Bis 1890 galten Juden auf englischen Golfplätzen offiziell als unerwünscht – aber auch danach. Die Begeisterung für das Spiel war um 1900 vor allem dadurch allgemein angeheizt worden, weil in den Vorstädten vermehrt Golfplätze angelegt wurden. Die Sportart galt schnell als schick und als „DAS Elite-Spiel für die Mittelklasse“. Britische Juden, die mehrheitlich nicht auf dem Land wohnten, hatten damit zum ersten Mal problemlos Gelegenheit, das schicke neue Spiel auszuprobieren. Im 1841 in London gegründeten „Jewish Chronicle“ erschienen damals entsprechend Unmengen Anzeigen, in denen für Golf-Equipment geworben wurde.

Anglizierte Juden, so nannte man Juden, die ihre Namen eingeenglischt hatten und sich in manchen Fällen auch taufen ließen, hatten keinerlei Probleme, in den Clubs akzeptiert zu werden. Alle anderen erfuhren massiven Antisemitismus – der sich nicht nur darin äußerte, dass sie keinen Zugang zu den Plätzen erhielte. In Golf-Zeitschriften erschienen überdies, allgemein akzeptiert, regelmäßig judenfeindliche Artikel und Karikaturen.

Schon im Jahr 1894 veröffentlichte das Magazin „Fair Play“ einen Leserbrief, in dem ein Jude fragte, was denn die Leserschaft davon halte, dass ein Club in Manchester keine jüdischen Mitglieder haben wolle. Die erhoffte Diskussion bleib aus. Wie auch 21 Jahre später nach einem ähnlichen Brief, diesmal allerdings von einem nichtjüdischen Journalisten, an das britische Magazin „Golf Illustrated“. Der Mann war sehr aufgebracht gewesen, dass seinem jüdischen Freund die Mitgliedschaft verwehrt wurde. Allerdings hatte er sich nicht die ideale Publikation für seine Beschwerde ausgesucht, denn die Illustrierte hatte seit 1910 immer wieder antisemitische Karikaturen und Geschichten veröffentlicht. Der erste Cartoon zeigte im Stürmerstil gezeichnete Juden auf einem Golfplatz, die sich in gebrochenem Englisch unterhielten, weitere stellten Juden als schwer reiche, unsportliche Golfer dar, die auf dem Platz Pelzmäntel trugen und mit Juwelen behangen waren. Die Bilder sollten das betonen, was in den Golfklubs damals ohnehin über Juden gedachte wurde, nämlich dass sie null Interesse am Sport hätten und das Spiel nur als Mittel sähen, Geld zu verdienen, also nichts mit britischem Sportsgeist zu tun hätten.
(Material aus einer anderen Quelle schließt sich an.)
//! Success-rate-weighted selection.

use crate::proxy::Proxy;
use crate::strategy::{RotationStrategy, SelectionContext};
use rand::Rng;

/// Weighs each candidate by its explicit weight, falling back to the
/// observed success rate. When every weight is zero (a cold pool), the
/// choice degrades to uniform random.
#[derive(Debug, Default)]
pub struct WeightedStrategy;

impl WeightedStrategy {
    pub fn new() -> Self {
        Self
    }

    fn weight_of(proxy: &Proxy) -> f64 {
        proxy.weight.unwrap_or_else(|| proxy.success_rate()).max(0.0)
    }
}

impl RotationStrategy for WeightedStrategy {
    fn name(&self) -> &'static str {
        "weighted"
    }

    fn select<'a>(&self, candidates: &'a [Proxy], _ctx: &SelectionContext<'_>) -> Option<&'a Proxy> {
        if candidates.is_empty() {
            return None;
        }

        let weights: Vec<f64> = candidates.iter().map(Self::weight_of).collect();
        let total: f64 = weights.iter().sum();
        if total <= 0.0 {
            return candidates.get(rand::rng().random_range(0..candidates.len()));
        }

        let mut remaining = rand::rng().random_range(0.0..total);
        for (proxy, weight) in candidates.iter().zip(&weights) {
            if remaining < *weight {
                return Some(proxy);
            }
            remaining -= weight;
        }
        // Floating point slack lands on the last weighted candidate.
        candidates.iter().zip(&weights).rev().find(|(_, w)| **w > 0.0).map(|(p, _)| p)
    }
}
//! Thread-safe proxy pool with snapshot reads and insertion order.

use crate::clock::{Clock, SystemClock};
use crate::proxy::{HealthStatus, Proxy, ProxySource};
use serde::Serialize;
use std::collections::BTreeMap;
use std::sync::{Arc, RwLock};
use uuid::Uuid;

/// Pool tuning: health derivation thresholds and the latency EMA factor.
#[derive(Debug, Clone, Copy)]
pub struct PoolConfig {
    /// Consecutive failures before a proxy is marked unhealthy.
    pub unhealthy_after: u32,
    /// Consecutive failures before a proxy is marked dead.
    pub dead_after: u32,
    /// Smoothing factor for the response-time EMA, in (0, 1].
    pub ema_alpha: f64,
}

impl Default for PoolConfig {
    fn default() -> Self {
        Self { unhealthy_after: 3, dead_after: 10, ema_alpha: 0.3 }
    }
}

/// Aggregate pool counts, as returned by [`ProxyPool::stats`].
#[derive(Debug, Clone, Serialize, PartialEq)]
pub struct PoolStats {
    pub total_proxies: usize,
    pub healthy_proxies: usize,
    pub unhealthy_proxies: usize,
    pub dead_proxies: usize,
    pub total_requests: u64,
    pub total_successes: u64,
    pub total_failures: u64,
    pub average_success_rate: f64,
}

/// Mutable collection of proxies.
///
/// Readers always work from a snapshot; the backing store is never exposed,
/// so external iteration cannot race a writer. Insertion order is preserved
/// for deterministic round-robin.
#[derive(Debug)]
pub struct ProxyPool {
    proxies: RwLock<Vec<Proxy>>,
    config: PoolConfig,
    clock: Arc<dyn Clock>,
}

impl Default for ProxyPool {
    fn default() -> Self {
        Self::new(PoolConfig::default())
    }
}

impl ProxyPool {
    pub fn new(config: PoolConfig) -> Self {
        Self { proxies: RwLock::new(Vec::new()), config, clock: Arc::new(SystemClock) }
    }

    pub fn with_clock(mut self, clock: Arc<dyn Clock>) -> Self {
        self.clock = clock;
        self
    }

    pub fn size(&self) -> usize {
        self.read().len()
    }

    pub fn is_empty(&self) -> bool {
        self.read().is_empty()
    }

    /// Point-in-time copy of the pool, in insertion order.
    pub fn snapshot(&self) -> Vec<Proxy> {
        self.read().clone()
    }

    pub fn contains(&self, id: Uuid) -> bool {
        self.read().iter().any(|p| p.id == id)
    }

    pub fn get(&self, id: Uuid) -> Option<Proxy> {
        self.read().iter().find(|p| p.id == id).cloned()
    }

    /// Insert a proxy. Returns false (and leaves the pool unchanged) if a
    /// proxy with the same id is already present.
    pub fn add(&self, proxy: Proxy) -> bool {
        let mut proxies = self.write();
        if proxies.iter().any(|p| p.id == proxy.id) {
            return false;
        }
        proxies.push(proxy);
        true
    }

    pub fn remove(&self, id: Uuid) -> Option<Proxy> {
        let mut proxies = self.write();
        let index = proxies.iter().position(|p| p.id == id)?;
        Some(proxies.remove(index))
    }

    /// Remove every unhealthy or dead proxy; returns the removed ids.
    pub fn clear_unhealthy(&self) -> Vec<Uuid> {
        let mut proxies = self.write();
        let mut removed = Vec::new();
        proxies.retain(|p| {
            let keep = !matches!(p.health_status, HealthStatus::Unhealthy | HealthStatus::Dead);
            if !keep {
                removed.push(p.id);
            }
            keep
        });
        if !removed.is_empty() {
            tracing::info!(removed = removed.len(), "cleared unhealthy proxies from pool");
        }
        removed
    }

    /// Count of proxies by source tag.
    pub fn source_breakdown(&self) -> BTreeMap<ProxySource, usize> {
        let mut counts = BTreeMap::new();
        for proxy in self.read().iter() {
            *counts.entry(proxy.source).or_insert(0) += 1;
        }
        counts
    }

    /// Record a successful attempt against a proxy, updating counters under
    /// the write lock so snapshot readers never see a half-applied update.
    pub fn record_success(&self, id: Uuid, latency_ms: f64) {
        let now = self.clock.now_utc();
        let mut proxies = self.write();
        if let Some(proxy) = proxies.iter_mut().find(|p| p.id == id) {
            proxy.record_success(latency_ms, self.config.ema_alpha, now);
        }
    }

    /// Record a failed attempt against a proxy.
    pub fn record_failure(&self, id: Uuid) {
        let now = self.clock.now_utc();
        let config = self.config;
        let mut proxies = self.write();
        if let Some(proxy) = proxies.iter_mut().find(|p| p.id == id) {
            proxy.record_failure(config.unhealthy_after, config.dead_after, now);
        }
    }

    pub fn stats(&self) -> PoolStats {
        let snapshot = self.snapshot();

        let healthy = snapshot
            .iter()
            .filter(|p| {
                matches!(
                    p.health_status,
                    HealthStatus::Healthy | HealthStatus::Unknown | HealthStatus::Degraded
                )
            })
            .count();
        let unhealthy =
            snapshot.iter().filter(|p| p.health_status == HealthStatus::Unhealthy).count();
        let dead = snapshot.iter().filter(|p| p.health_status == HealthStatus::Dead).count();

        let rates: Vec<f64> =
            snapshot.iter().filter(|p| p.total_requests > 0).map(|p| p.success_rate()).collect();
        let average_success_rate = if rates.is_empty() {
            0.0
        } else {
            rates.iter().sum::<f64>() / rates.len() as f64
        };

        PoolStats {
            total_proxies: snapshot.len(),
            healthy_proxies: healthy,
            unhealthy_proxies: unhealthy,
            dead_proxies: dead,
            total_requests: snapshot.iter().map(|p| p.total_requests).sum(),
            total_successes: snapshot.iter().map(|p| p.total_successes).sum(),
            total_failures: snapshot.iter().map(|p| p.total_failures).sum(),
            average_success_rate,
        }
    }

    fn read(&self) -> std::sync::RwLockReadGuard<'_, Vec<Proxy>> {
        self.proxies.read().unwrap_or_else(|poisoned| poisoned.into_inner())
    }

    fn write(&self) -> std::sync::RwLockWriteGuard<'_, Vec<Proxy>> {
        self.proxies.write().unwrap_or_else(|poisoned| poisoned.into_inner())
    }
}
//! Geo-targeted selection.

use crate::proxy::Proxy;
use crate::strategy::{RotationStrategy, SelectionContext};

/// Filters candidates to a target region before delegating to a base
/// strategy. The region comes from the per-request context, falling back to
/// a configured default; when the filter leaves nothing (or no region is
/// known), the base strategy runs over the unfiltered set.
#[derive(Debug)]
pub struct GeoTargetedStrategy {
    region: Option<String>,
    base: Box<dyn RotationStrategy>,
}

impl GeoTargetedStrategy {
    pub fn new(region: Option<String>, base: Box<dyn RotationStrategy>) -> Self {
        Self { region, base }
    }

    fn matches(proxy: &Proxy, region: &str) -> bool {
        proxy.region.as_deref().is_some_and(|r| r.eq_ignore_ascii_case(region))
            || proxy.country_code.as_deref().is_some_and(|c| c.eq_ignore_ascii_case(region))
    }
}

impl RotationStrategy for GeoTargetedStrategy {
    fn name(&self) -> &'static str {
        "geo"
    }

    fn select<'a>(&self, candidates: &'a [Proxy], ctx: &SelectionContext<'_>) -> Option<&'a Proxy> {
        let Some(region) = ctx.target_region.or(self.region.as_deref()) else {
            return self.base.select(candidates, ctx);
        };

        let matching: Vec<&Proxy> =
            candidates.iter().filter(|p| Self::matches(p, region)).collect();
        if matching.is_empty() {
            tracing::debug!(region, "no proxies match target region, using full pool");
            return self.base.select(candidates, ctx);
        }

        // Delegate over the filtered set, then map back to the caller's
        // slice to keep the returned lifetime tied to `candidates`.
        let filtered: Vec<Proxy> = matching.iter().map(|p| (*p).clone()).collect();
        let picked = self.base.select(&filtered, ctx)?;
        candidates.iter().find(|p| p.id == picked.id)
    }

    fn record_result(&self, proxy: &Proxy, success: bool, response_time_ms: f64) {
        self.base.record_result(proxy, success, response_time_ms);
    }
}
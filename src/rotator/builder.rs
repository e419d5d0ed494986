//! Construction of the async [`Rotator`](super::Rotator).

use crate::breaker::{AsyncCircuitBreaker, BreakerConfig, BreakerRegistry};
use crate::clock::{Clock, SystemClock};
use crate::error::RotatorError;
use crate::limiter::{RateLimiter, RequestQueue};
use crate::metrics::{MetricsCollector, MetricsConfig};
use crate::pool::{PoolConfig, ProxyPool};
use crate::proxy::Proxy;
use crate::retry::RetryPolicy;
use crate::rotator::{AggregationWorker, BootstrapHook, BootstrapState, Rotator};
use crate::sleeper::{Sleeper, TokioSleeper};
use crate::storage::Storage;
use crate::strategy::{RotationStrategy, RoundRobinStrategy, StrategyKind};
use crate::transport::{ClientSettings, ReqwestTransport, Transport};
use arc_swap::ArcSwap;
use futures::future::FutureExt;
use std::future::Future;
use std::sync::{Arc, Mutex};
use std::time::Duration;
use tokio::sync::watch;
use tokio::time::MissedTickBehavior;

/// Rotator-wide tuning knobs.
#[derive(Debug, Clone)]
pub struct RotatorConfig {
    /// Per-proxy HTTP client construction settings.
    pub client: ClientSettings,
    /// Maximum cached per-proxy clients before LRU eviction.
    pub client_pool_capacity: usize,
    pub breaker: BreakerConfig,
    pub pool: PoolConfig,
    pub metrics: MetricsConfig,
    /// Queue rate-limited requests instead of failing them.
    pub queue_enabled: bool,
    pub queue_capacity: usize,
    /// Cadence of the background metrics rollup.
    pub aggregation_interval: Duration,
}

impl Default for RotatorConfig {
    fn default() -> Self {
        Self {
            client: ClientSettings::default(),
            client_pool_capacity: 100,
            breaker: BreakerConfig::default(),
            pool: PoolConfig::default(),
            metrics: MetricsConfig::default(),
            queue_enabled: false,
            queue_capacity: 100,
            aggregation_interval: Duration::from_secs(300),
        }
    }
}

/// Builder for the async rotator.
///
/// `build` must run inside a tokio runtime: it spawns the aggregation
/// worker.
pub struct RotatorBuilder {
    proxies: Vec<Proxy>,
    strategy: Option<Box<dyn RotationStrategy>>,
    policy: RetryPolicy,
    config: RotatorConfig,
    limiter: Option<Arc<dyn RateLimiter>>,
    storage: Option<Arc<dyn Storage>>,
    transport: Option<Arc<dyn Transport>>,
    bootstrap: Option<BootstrapHook>,
    clock: Arc<dyn Clock>,
    sleeper: Arc<dyn Sleeper>,
}

impl Default for RotatorBuilder {
    fn default() -> Self {
        Self {
            proxies: Vec::new(),
            strategy: None,
            policy: RetryPolicy::default(),
            config: RotatorConfig::default(),
            limiter: None,
            storage: None,
            transport: None,
            bootstrap: None,
            clock: Arc::new(SystemClock),
            sleeper: Arc::new(TokioSleeper),
        }
    }
}

impl RotatorBuilder {
    pub fn new() -> Self {
        Self::default()
    }

    pub fn proxy(mut self, proxy: Proxy) -> Self {
        self.proxies.push(proxy);
        self
    }

    pub fn proxies(mut self, proxies: impl IntoIterator<Item = Proxy>) -> Self {
        self.proxies.extend(proxies);
        self
    }

    /// Parse and add a proxy URL.
    pub fn proxy_url(mut self, url: &str) -> Result<Self, RotatorError> {
        self.proxies.push(Proxy::parse(url)?);
        Ok(self)
    }

    pub fn strategy(mut self, strategy: Box<dyn RotationStrategy>) -> Self {
        self.strategy = Some(strategy);
        self
    }

    pub fn strategy_kind(mut self, kind: StrategyKind) -> Self {
        self.strategy = Some(kind.build());
        self
    }

    /// Strategy by name (`round-robin`, `random`, `weighted`, `least-used`,
    /// `performance`, `session`, `geo`).
    pub fn strategy_name(mut self, name: &str) -> Result<Self, RotatorError> {
        let kind: StrategyKind = name.parse()?;
        self.strategy = Some(kind.build());
        Ok(self)
    }

    pub fn retry_policy(mut self, policy: RetryPolicy) -> Self {
        self.policy = policy;
        self
    }

    pub fn config(mut self, config: RotatorConfig) -> Self {
        self.config = config;
        self
    }

    pub fn rate_limiter(mut self, limiter: Arc<dyn RateLimiter>) -> Self {
        self.limiter = Some(limiter);
        self
    }

    pub fn storage(mut self, storage: Arc<dyn Storage>) -> Self {
        self.storage = Some(storage);
        self
    }

    /// Replace the transport (tests, exotic clients).
    pub fn transport(mut self, transport: Arc<dyn Transport>) -> Self {
        self.transport = Some(transport);
        self
    }

    /// One-shot hook invoked when the pool is empty on first request.
    pub fn bootstrap<F, Fut>(mut self, hook: F) -> Self
    where
        F: Fn() -> Fut + Send + Sync + 'static,
        Fut: Future<Output = Vec<Proxy>> + Send + 'static,
    {
        self.bootstrap = Some(Box::new(move || hook().boxed()));
        self
    }

    pub fn clock(mut self, clock: Arc<dyn Clock>) -> Self {
        self.clock = clock;
        self
    }

    pub fn sleeper(mut self, sleeper: Arc<dyn Sleeper>) -> Self {
        self.sleeper = sleeper;
        self
    }

    pub fn build(self) -> Result<Rotator, RotatorError> {
        let alpha = self.config.pool.ema_alpha;
        if !(alpha > 0.0 && alpha <= 1.0) {
            return Err(RotatorError::invalid_config(format!(
                "ema_alpha must be in (0, 1] (got {alpha})"
            )));
        }
        if self.config.breaker.failure_threshold == 0 {
            return Err(RotatorError::invalid_config("failure_threshold must be at least 1"));
        }

        let pool = Arc::new(ProxyPool::new(self.config.pool).with_clock(Arc::clone(&self.clock)));
        let breakers = Arc::new(BreakerRegistry::new());
        for proxy in self.proxies {
            let id = proxy.id;
            if pool.add(proxy) {
                let breaker = AsyncCircuitBreaker::with_config(id, self.config.breaker)
                    .with_clock(Arc::clone(&self.clock));
                breakers.register(id, Arc::new(breaker));
            }
        }

        let transport: Arc<dyn Transport> = match self.transport {
            Some(transport) => transport,
            None => Arc::new(ReqwestTransport::with_capacity(
                self.config.client.clone(),
                self.config.client_pool_capacity,
            )),
        };

        let metrics =
            Arc::new(MetricsCollector::new(self.config.metrics).with_clock(Arc::clone(&self.clock)));
        let strategy: Box<dyn RotationStrategy> =
            self.strategy.unwrap_or_else(|| Box::new(RoundRobinStrategy::new()));

        let queue = self.config.queue_enabled.then(|| {
            tracing::info!(capacity = self.config.queue_capacity, "request queueing enabled");
            RequestQueue::new(self.config.queue_capacity)
        });

        let worker = spawn_aggregation_worker(Arc::clone(&metrics), self.config.aggregation_interval);

        Ok(Rotator {
            pool,
            strategy: ArcSwap::from_pointee(strategy),
            breakers,
            transport,
            policy: self.policy,
            metrics,
            limiter: self.limiter,
            queue,
            storage: self.storage,
            chains: Mutex::new(Vec::new()),
            bootstrap: tokio::sync::Mutex::new(BootstrapState {
                hook: self.bootstrap,
                attempted: false,
                error: None,
            }),
            config: self.config,
            clock: self.clock,
            sleeper: self.sleeper,
            worker: Mutex::new(Some(worker)),
        })
    }
}

fn spawn_aggregation_worker(
    metrics: Arc<MetricsCollector>,
    interval: Duration,
) -> AggregationWorker {
    let (shutdown_tx, mut shutdown_rx) = watch::channel(false);
    let handle = tokio::spawn(async move {
        let mut ticker = tokio::time::interval(interval);
        ticker.set_missed_tick_behavior(MissedTickBehavior::Delay);
        // The first tick fires immediately; skip it so the cadence starts
        // one full interval after construction.
        ticker.tick().await;
        loop {
            tokio::select! {
                _ = ticker.tick() => {
                    metrics.aggregate_hourly();
                }
                changed = shutdown_rx.changed() => {
                    if changed.is_err() || *shutdown_rx.borrow() {
                        break;
                    }
                }
            }
        }
        tracing::debug!("aggregation worker stopped");
    });
    AggregationWorker { handle, shutdown: shutdown_tx }
}
//! Backoff curves for the retry policy

use serde::{Deserialize, Serialize};
use std::time::Duration;

/// Shape of the delay between retry attempts.
///
/// `attempt` is the zero-indexed retry number: 0 is the first retry after
/// the first failure. The caller clamps the result to its configured cap.
#[derive(Debug, Clone, Copy, PartialEq, Eq, Serialize, Deserialize, Default)]
#[serde(rename_all = "lowercase")]
pub enum BackoffCurve {
    /// `base * multiplier^attempt`
    #[default]
    Exponential,
    /// `base * (attempt + 1)`
    Linear,
    /// `base`
    Fixed,
}

impl BackoffCurve {
    /// Raw (un-jittered, un-capped) delay for the given retry number.
    /// Saturates instead of overflowing for large attempt counts.
    pub fn delay(&self, base: Duration, multiplier: f64, attempt: u32) -> Duration {
        let seconds = match self {
            BackoffCurve::Exponential => base.as_secs_f64() * multiplier.powi(attempt as i32),
            BackoffCurve::Linear => base.as_secs_f64() * (attempt as f64 + 1.0),
            BackoffCurve::Fixed => base.as_secs_f64(),
        };
        saturating_from_secs(seconds)
    }
}

fn saturating_from_secs(seconds: f64) -> Duration {
    if seconds.is_finite() {
        Duration::try_from_secs_f64(seconds).unwrap_or(Duration::MAX)
    } else {
        Duration::MAX
    }
}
In Texten ging es ergänzend ebenso darum, dass Juden „aliens“, also Fremde seien, die konservative Werte wie Fairness weder im Sport noch im Geschäftsleben teilten und, Zitat, „auf dem Platz immer zwei Schläger benutzten, einen, um damit die Gegner zu schlagen.“ 1923 hieß es in der Yorkshire Post,: „Golf ist für den Juden ein relativ neues Spiel, er hat noch nicht diese Hingabe und das Verständnis für das Spiel, wie sie der Brite an sich schon rein instinktiv hat.“

Schon nach dem ersten Weltkrieg zeigte sich, dass die antijüdische Hetze beim Publikum wohl auf fruchtbaren Boden gefallen waren. Viele aus der zweiten und dritten Generation der jüdischen Einwanderer hatte es damals geschafft, aus den Immigranten-Stadtteilen auszuziehen und in Mittelschichtsgegenden zu ziehen, wo die Mitgliedschaft im benachbarten Golfclub zum Lebensstil dazu gehörte. In seinem Aufsatz „The impact of british Anti-semitism 1918-1945“ schreibt Professor Tony Kushner: „Die verstärkte jüdische Mobilität nach 1918“ habe im Prinzip zu verstärktem Antisemitismus geführt, weil Juden nun nicht länger mehr nur der Judenfeindlichkeit der Arbeiterklasse, sondern auch noch „dem weit stärkeren Judenhass der Mittelklasse ausgesetzt waren“. Stellenanzeigen, in denen Bewerbungen von Juden für unerwünscht erklärt wurden, Immobilienmakler und Vermieter, die nicht an Juden verkaufen und vermieten wollten, waren keine Seltenheit. Eben so wie Restaurants, Internate und Hotels, die in Annoncen erklärten, Juden nicht als Kunden haben zu wollen. Schulen und Colleges führten an vielen Orten sogar Judenquoten ein. Und Versicherungen stuften sie aus reiner Schikane als high risk-Kunden, die, wenn sie überhaupt versichert wurden, viel mehr als andere für ihre Policen bezahlen mussten, wie Todd Endelmann in seinem Buch „The Jews of Britain“ schreibt.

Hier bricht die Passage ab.